1) Copy everything on the second partition to another physical drive, such as an external hard drive. To be safe, you may want to clone the contents of both partitions to an external drive, also to separate partitions. That way, once you get to the step where you remove the second partition on your main internal drive, you for sure have it backed up. Also in case of a tragic screwup, you can boot to the external and clone things back. Make sure the external drive is bootable by having it partitioned with a GUID partition table. Any or all partitions being Mac OS Extended does not automatically mean you can startup to it if the partition table is not GUID.
Example:
Let's just presume "Snow" is the partition I want to remove and have "Mavericks" take over its space. I would clone all content on drive "Snow" (which will be the drive icon's same name on your desktop) to the external drive. Once the backup is complete, move to the next step.
2) Launch Disk Utility. Highlight the internal drive's physical drive icon, which is indented to the left. Click on the Partition tab (as I did above). Here I would click on the "Snow" partition at the right (in the graphical display, not the left hand list) and click the minus button below it to remove that partition. The space will be displayed as an empty gray area.

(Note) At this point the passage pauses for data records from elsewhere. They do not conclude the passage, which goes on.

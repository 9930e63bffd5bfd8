//! Main entry point for the RustyCalc application.
//!
//! Loads configuration from the environment, initializes file logging, wires
//! the history engine with its logging observer, restores any saved history,
//! and hands control to the interactive loop.

use std::cell::RefCell;
use std::rc::Rc;

use anyhow::{Context, Result};

use rusty_calc::config::CalculatorConfig;
use rusty_calc::engine::{Calculator, LoggingObserver};
use rusty_calc::logger;
use rusty_calc::repl::Repl;

fn main() -> Result<()> {
    let config = CalculatorConfig::from_env().context("Invalid calculator configuration")?;

    // Initialize logging before anything else
    logger::init_logging(&config.log_dir());

    let mut calculator = Calculator::new(config);
    calculator.add_observer(Rc::new(RefCell::new(LoggingObserver)));

    // A corrupt history file should not block startup
    if let Err(e) = calculator.load_history() {
        tracing::warn!("Could not load saved history: {e}");
        eprintln!("Warning: could not load saved history: {e}");
    }

    Repl::new(calculator)?.run()
}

3) You can now grab the lower right corner of your remaining partition down to fill the space and have it take over the entire drive. Click Apply.
In the example above, I would drag the corner of "Mavericks" down to fill to the bottom, leaving two partitions. If wanted to, I could remove both "Mavericks" and "Snow" and then drag "Video" down to take over the entire drive.
4) Copy everything back from the external drive you backed up from the now removed partition.